Брайан Стэблфорд - Земля обетованная
Когда я — медленно! — обернулся, чтобы посмотреть, что делают другие пауки, они уже продвинулись на несколько шагов. Они снова уже были в трансе, но все получили выигрыш в расстоянии.
Ближайший был лишь в шести-семи метрах от Майкла, а последний не далее, чем в тридцати. Нужен был бы математический гений, чтобы рассчитать, насколько приблизится каждый, если я убью еще одного. Очень экономичными движениями я, возможно, и сумел бы это сделать. Но, к сожалению, у меня не было монополии на движение. Всегда, когда умирала одна из тварей, она своим трепыханием вносила вклад в нашу коллективную гибель.

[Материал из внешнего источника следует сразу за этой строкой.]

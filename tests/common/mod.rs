#![allow(dead_code)]

use std::fs;
use std::path::PathBuf;
use std::process::{Command, ExitStatus};
use std::sync::Arc;
use std::time::{SystemTime, UNIX_EPOCH};

use fsmon::monitor::context::MonitorContext;
use fsmon::monitor::mount_cache::RunMode;
use fsmon::platform::clock::ManualClock;
use fsmon::platform::pal::{Flavor, MockPlatform};
use fsmon::platform::usage::RawUsage;

pub struct CmdResult {
    pub status: ExitStatus,
    pub stdout: String,
    pub stderr: String,
    pub log_path: PathBuf,
}

fn now_millis() -> u128 {
    SystemTime::now()
        .duration_since(UNIX_EPOCH)
        .map_or(0, |d| d.as_millis())
}

fn sanitize(name: &str) -> String {
    name.chars()
        .map(|c| if c.is_ascii_alphanumeric() { c } else { '_' })
        .collect()
}

fn resolve_bin_path() -> PathBuf {
    if let Ok(path) = std::env::var("CARGO_BIN_EXE_fsmon") {
        return PathBuf::from(path);
    }

    let exe_name = if cfg!(windows) { "fsmon.exe" } else { "fsmon" };
    let fallback = std::env::current_exe()
        .ok()
        .and_then(|p| p.parent().map(PathBuf::from))
        .and_then(|deps| deps.parent().map(PathBuf::from))
        .map(|debug_dir| debug_dir.join(exe_name));

    match fallback {
        Some(path) if path.exists() => path,
        _ => panic!("unable to resolve fsmon binary path for integration test"),
    }
}

/// Run the CLI with a scratch HOME so no user config leaks in.
pub fn run_cli_case(case_name: &str, args: &[&str]) -> CmdResult {
    let root = std::env::temp_dir().join("fsmon-test-logs");
    fs::create_dir_all(&root).expect("create temp test log dir");
    let home = root.join(format!("home-{}-{}", sanitize(case_name), now_millis()));
    fs::create_dir_all(&home).expect("create scratch home");

    let log_path = root.join(format!("{}-{}.log", sanitize(case_name), now_millis()));
    let bin_path = resolve_bin_path();

    let output = Command::new(&bin_path)
        .args(args)
        .env("HOME", &home)
        .env_remove("FSMON_OUTPUT_FORMAT")
        .env_remove("FSMON_LOG")
        .env("RUST_BACKTRACE", "1")
        .output()
        .expect("execute fsmon command");

    let stdout = String::from_utf8_lossy(&output.stdout).to_string();
    let stderr = String::from_utf8_lossy(&output.stderr).to_string();

    let mut log_content = String::new();
    log_content.push_str(&format!("case={case_name}\n"));
    log_content.push_str(&format!("bin={}\n", bin_path.display()));
    log_content.push_str(&format!("args={args:?}\n"));
    log_content.push_str(&format!("status={}\n", output.status));
    log_content.push_str("----- stdout -----\n");
    log_content.push_str(&stdout);
    log_content.push('\n');
    log_content.push_str("----- stderr -----\n");
    log_content.push_str(&stderr);
    log_content.push('\n');
    fs::write(&log_path, log_content).expect("write test log");

    CmdResult {
        status: output.status,
        stdout,
        stderr,
        log_path,
    }
}

/// Statfs result with equal block and fragment sizes.
pub fn usage(block_size: u64, blocks: u64, available: u64) -> RawUsage {
    RawUsage {
        block_size,
        fragment_size: block_size,
        blocks,
        blocks_free: available,
        blocks_available: available,
        files: 1_000,
        files_free: 900,
        flags: 0,
    }
}

/// Mock platform plus a manual clock wired into a one-shot context.
pub fn mock_context(flavor: Flavor) -> (Arc<MockPlatform>, Arc<ManualClock>, MonitorContext) {
    let mock = Arc::new(MockPlatform::new(flavor));
    let clock = Arc::new(ManualClock::new(1_000));
    let ctx = MonitorContext::new(mock.clone(), clock.clone(), RunMode::Oneshot);
    (mock, clock, ctx)
}
//! Persistent watch loop: poll every configured filesystem each interval
//! until a shutdown signal arrives or the cycle budget runs out.

#![allow(missing_docs)]

use std::thread;
use std::time::{Duration, Instant};

use crate::daemon::signals::SignalHandler;
use crate::monitor::context::MonitorContext;
use crate::monitor::filesystem::{MonitorSet, PollOutcome};

/// Upper bound on a single sleep so shutdown stays responsive.
const SLEEP_SLICE: Duration = Duration::from_millis(100);

#[derive(Debug, Clone, Copy, PartialEq, Eq)]
pub struct WatchArgs {
    pub interval: Duration,
    /// Stop after this many cycles; `None` runs until signalled.
    pub max_cycles: Option<u64>,
}

#[derive(Debug, Clone, Copy, Default, PartialEq, Eq)]
pub struct WatchSummary {
    pub cycles: u64,
    pub failed_polls: u64,
}

pub struct WatchLoop {
    ctx: MonitorContext,
    monitors: MonitorSet,
    signals: SignalHandler,
    args: WatchArgs,
}

impl WatchLoop {
    #[must_use]
    pub fn new(
        ctx: MonitorContext,
        monitors: MonitorSet,
        signals: SignalHandler,
        args: WatchArgs,
    ) -> Self {
        Self {
            ctx,
            monitors,
            signals,
            args,
        }
    }

    #[must_use]
    pub const fn context(&self) -> &MonitorContext {
        &self.ctx
    }

    #[must_use]
    pub const fn monitors(&self) -> &MonitorSet {
        &self.monitors
    }

    /// Run until shutdown. `on_cycle` sees every cycle's outcomes in order.
    pub fn run<F>(&mut self, mut on_cycle: F) -> WatchSummary
    where
        F: FnMut(u64, &MonitorContext, &MonitorSet, &[PollOutcome]),
    {
        let mut summary = WatchSummary::default();
        tracing::info!(
            "[FSM-WATCH] watching {} filesystem(s) every {:?}",
            self.monitors.len(),
            self.args.interval
        );

        loop {
            if self.signals.should_shutdown() {
                tracing::info!("[FSM-WATCH] shutdown requested");
                break;
            }
            if self.signals.should_rescan() {
                self.ctx.io_tables().clear();
                let generation = self.ctx.mount_cache().bump();
                tracing::info!("[FSM-WATCH] rescan requested, generation now {generation}");
            }

            let outcomes = self.monitors.poll_all(&self.ctx);
            summary.cycles += 1;
            summary.failed_polls += outcomes.iter().filter(|outcome| !outcome.success).count() as u64;
            on_cycle(summary.cycles, &self.ctx, &self.monitors, &outcomes);

            if self
                .args
                .max_cycles
                .is_some_and(|max| summary.cycles >= max)
            {
                break;
            }
            self.sleep_interruptible();
        }
        summary
    }

    fn sleep_interruptible(&self) {
        let deadline = Instant::now() + self.args.interval;
        loop {
            if self.signals.should_shutdown() {
                return;
            }
            let remaining = deadline.saturating_duration_since(Instant::now());
            if remaining.is_zero() {
                return;
            }
            thread::sleep(remaining.min(SLEEP_SLICE));
        }
    }
}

Когда я присмотрелся и отыскал камень среди останков туловища убитого паука, он отреагировал на мое прикосновение чисто автоматическим вздрагиванием. Я заметил, что другой паук сделал полшага, приблизившие его еще сантиметров на тридцать.
Я знал также, что камень будет казаться мне тем тяжелее, чем дальше мне придется его тащить, и что это скажется на плавности моих движений.
В это мгновение музыка флейты сбилась с ритма.
Ужас пришел совершенно неожиданно и был таким страшно зловещим, что я не смог его подавить. Я выронил камень. Упади он мне на ноги — это было бы моей смертью, но я держал ноги расставленными, и он упал между ними.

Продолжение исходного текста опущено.